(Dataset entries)
◇ ◇ ◇ ◇ ◇

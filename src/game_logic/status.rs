use std::fmt;

use super::Move;
use super::attacks::{attackers, is_attacked};
use super::movegen::legal_moves;
use crate::error::{Error, Result};
use crate::game_state::{GameState, Square};

/// Game status from the point of view of the side to move.
#[derive(Debug, Clone, Copy, PartialEq, Eq, Hash)]
#[repr(u8)]
pub enum Status {
    Ongoing = 0,
    Check = 1,
    Checkmate = 2,
    Stalemate = 3,
}

impl Status {
    /// Numeric code used across the call boundary.
    #[inline]
    pub const fn code(self) -> u8 {
        self as u8
    }

    pub const fn is_terminal(self) -> bool {
        matches!(self, Status::Checkmate | Status::Stalemate)
    }
}

impl fmt::Display for Status {
    fn fmt(&self, f: &mut fmt::Formatter<'_>) -> fmt::Result {
        let text = match self {
            Status::Ongoing => "Ongoing",
            Status::Check => "Check",
            Status::Checkmate => "Checkmate",
            Status::Stalemate => "Stalemate",
        };
        f.write_str(text)
    }
}

/// King of the side to move, and the pieces giving check to it.
#[derive(Debug, Clone, PartialEq, Eq)]
pub struct CheckInfo {
    pub king_square: Square,
    pub checkers: Vec<Square>,
}

/// Status of the current position, generating legal moves to decide it.
pub fn status(state: &GameState) -> Result<Status> {
    evaluate(state, &legal_moves(state))
}

/// Status given the already generated legal moves of `state`.
pub fn evaluate(state: &GameState, legal_moves: &[Move]) -> Result<Status> {
    let in_check = is_in_check(state)?;
    Ok(match (in_check, legal_moves.is_empty()) {
        (true, true) => Status::Checkmate,
        (false, true) => Status::Stalemate,
        (true, false) => Status::Check,
        (false, false) => Status::Ongoing,
    })
}

/// Whether the side to move is in check.
pub fn is_in_check(state: &GameState) -> Result<bool> {
    let king = king_of_side_to_move(state)?;
    Ok(is_attacked(&state.board, king, state.turn.other()))
}

/// Check details for the side to move, `None` when not in check.
pub fn check_info(state: &GameState) -> Result<Option<CheckInfo>> {
    let king_square = king_of_side_to_move(state)?;
    let checkers: Vec<Square> = attackers(&state.board, king_square, state.turn.other()).collect();
    Ok((!checkers.is_empty()).then_some(CheckInfo {
        king_square,
        checkers,
    }))
}

fn king_of_side_to_move(state: &GameState) -> Result<Square> {
    state.board.king_square(state.turn).ok_or_else(|| {
        Error::PreconditionViolation(format!("{} does not have exactly one king", state.turn))
    })
}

◇ ◇ ◇ ◇ ◇

> **What the task asks**
A single number is requested: the count of lines in the data that hold "CheckInfo".

> **Solution**
3